**What the task requires**
Match on the string "GroupedFeed" in the entries below and return every matching line.
Entries shown Start Marker
use std::sync::Arc;

use crate::app::Result;
use crate::config::Config;
use crate::domain::{Manga, MangaAndChapter};
use crate::feed::{DateFolder, FeedBuilder, GroupedFeed, PlainFeed, Scope};
use crate::fetcher::{
    MangaRefetcher, ServerClient, SourceFeedFetcher, SourceListing, UpdateRefetcher,
    UpdatesFetcher,
};
use crate::listener::ChangeBus;

pub struct AppContext {
    pub config: Config,
    pub bus: ChangeBus,
    pub client: Arc<ServerClient>,
    scope: Scope,
}

impl AppContext {
    pub fn new(config: Config) -> Result<Self> {
        let bus = ChangeBus::with_capacity(config.feeds.bus_capacity);
        let client = Arc::new(ServerClient::new(&config.server, bus.clone())?);

        Ok(Self {
            config,
            bus,
            client,
            scope: Scope::new(),
        })
    }

    /// Context built from the config file at the default location.
    pub fn load() -> Result<Self> {
        Self::new(Config::load()?)
    }

    /// A fresh browsing session over one listing of a source.
    pub fn source_feed(&self, source_id: &str, listing: SourceListing) -> PlainFeed<Manga> {
        let fetcher = SourceFeedFetcher::new(self.client.clone(), source_id.to_string(), listing);
        FeedBuilder::new(
            Arc::new(fetcher),
            Arc::new(MangaRefetcher::new(self.client.clone())),
        )
        .changes(self.bus.subscribe())
        .refetch_concurrency(self.config.feeds.refetch_concurrency)
        .scope(self.scope.clone())
        .plain()
    }

    /// A fresh session over recently fetched chapters, grouped by day.
    pub fn updates_feed(&self) -> GroupedFeed<MangaAndChapter> {
        let folder = DateFolder::new(
            self.config.feeds.utc_offset(),
            &self.config.feeds.date_format,
        );
        FeedBuilder::new(
            Arc::new(UpdatesFetcher::new(self.client.clone())),
            Arc::new(UpdateRefetcher::new(self.client.clone())),
        )
        .changes(self.bus.subscribe())
        .refetch_concurrency(self.config.feeds.refetch_concurrency)
        .scope(self.scope.clone())
        .grouped(folder)
    }

    /// Cancels the background work of every feed created from this context.
    pub fn shutdown(&self) {
        self.scope.cancel();
    }
}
Entries shown End Marker
**Finished task**
use crate::feed::{DateFolder, FeedBuilder, GroupedFeed, PlainFeed, Scope};
    pub fn updates_feed(&self) -> GroupedFeed<MangaAndChapter> {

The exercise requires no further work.